Image Transfer Grade: A-


Audio Transfer

 LanguageRemote Access
Dolby Digital

Audio Transfer Review: A brand new Dolby Digital 4.0 track accompanies the restored print and provides bright and varied sound, seamlessly integrating the songs without any jarring level changes. Dialogue is crisp and surface noise totally absent. Stereo effects are noticeable across the front channels, but bypass the surrounds. It's easy to take this unobtrusive soundtrack for granted, but older films benefit immeasurably from even mild audio improvements. Let's Make Love is a perfect example.

Audio Transfer Grade: A-


Disc Extras

Static menu
Scene Access with 28 cues and remote access
Subtitles/Captions in English, Spanish with remote access
1 Original Trailer(s)
5 Other Trailer(s) featuring Niagara, River of No Return, Don't Bother to Knock, Monkey Business, Diamond Collection
Picture Disc
1 Disc
1-Sided disc(s)
Layers: single

Extra Extras:
  1. Restoration Comparison
  2. Still Gallery
Extras Review: The special features here are identical to those on the other Diamond Collection discs. Always interesting, the restoration comparison proves just how vital this process continues to be for the DVD medium, and how excellent transfers of older films should never be taken for granted. The still gallery presents twenty black & white photos from various stages of the production. Many are posed publicity shots, but a few candids are included as well from on the set and behind the scenes, nicely complimenting the film.
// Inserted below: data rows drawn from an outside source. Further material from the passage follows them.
use thiserror::Error;

/// Errors surfaced by the script runner to its host.
///
/// Script-level failures (a statement raising while it runs) are not
/// represented here; they are reported through the run's event stream and
/// carried as [`crate::runtime::ScriptFault`].
#[derive(Error, Debug)]
pub enum RunnerError {
    #[error("Instrumentation failed at line {line}: {message}")]
    Instrumentation { line: usize, message: String },

    #[error("Script not found: {0}")]
    ScriptNotFound(String),

    #[error("Storage error: {0}")]
    Storage(String),

    #[error("Script {0} is already running")]
    AlreadyRunning(String),

    #[error("Cannot {0} while the script is running")]
    Busy(String),

    #[error("Configuration error: {0}")]
    Config(String),

    #[error("Failed to spawn script process: {0}")]
    Spawn(String),

    #[error("Invalid control request: {0}")]
    Protocol(String),

    #[error("No script is running")]
    NoCurrentRun,

    #[error("No spawned run with id {0}")]
    UnknownRun(u64),

    #[error("Failed to compile {filename}: {message}")]
    Compile { filename: String, message: String },
}

pub type Result<T> = anyhow::Result<T>;
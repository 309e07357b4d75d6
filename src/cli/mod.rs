pub mod args;
pub mod commands;

pub use args::{CheckArgs, Cli, Commands, InstrumentArgs, RunArgs, Verbosity};
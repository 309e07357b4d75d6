use proptest::prelude::*;
use script_runner::runtime::instrument_script;

const STATEMENTS: &[&str] = &[
    "print(1);",
    "let a = 1;",
    "a += 2;",
    "let s = \"x;y // not a comment\";",
    "",
    "   ",
    "// comment only",
    "let m = #{ k: 1 };",
    "let list = [1, 2, 3];",
    "let d = a\n    - 1;",
];

fn script() -> impl Strategy<Value = String> {
    (
        prop::collection::vec(prop::sample::select(STATEMENTS), 0..20),
        any::<bool>(),
        any::<bool>(),
    )
        .prop_map(|(mut lines, tail, wrap)| {
            // Only the last statement of a block may omit its `;`.
            if tail {
                lines.push("total");
            }
            let body = lines.join("\n");
            if wrap {
                format!("if true {{\n{}\n}}\n", body)
            } else {
                body
            }
        })
}

proptest! {
    #[test]
    fn instrumentation_keeps_line_count(source in script()) {
        let instrumented = instrument_script(&source, "main.rhai", false).unwrap();
        prop_assert_eq!(
            instrumented.matches('\n').count(),
            source.matches('\n').count()
        );
    }

    #[test]
    fn instrumented_scripts_compile(source in script()) {
        let instrumented = instrument_script(&source, "main.rhai", true).unwrap();
        let compiled = rhai::Engine::new().compile(&instrumented);
        prop_assert!(compiled.is_ok(), "{:?}\n{}", compiled.err(), instrumented);
    }
}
Trailers for all the other Diamond Collection, Volume II films, all in very good condition, round out the added goodies.

Extras Grade: C+


Final Comments

Although possessing a few bright moments, Marilyn Monroe's penultimate film sadly lacks the bounce and buoyancy of her earlier efforts. Her rendition of My Heart Belongs to Daddy should be required viewing for any Monroe devotee, and proves that Marilyn's magic can transcend even the most poorly conceived project. This DVD sports a beautifully restored video transfer and fine sound, but all of the medium's enhancements can't hide the fact that Let's Make Love just doesn't make the grade.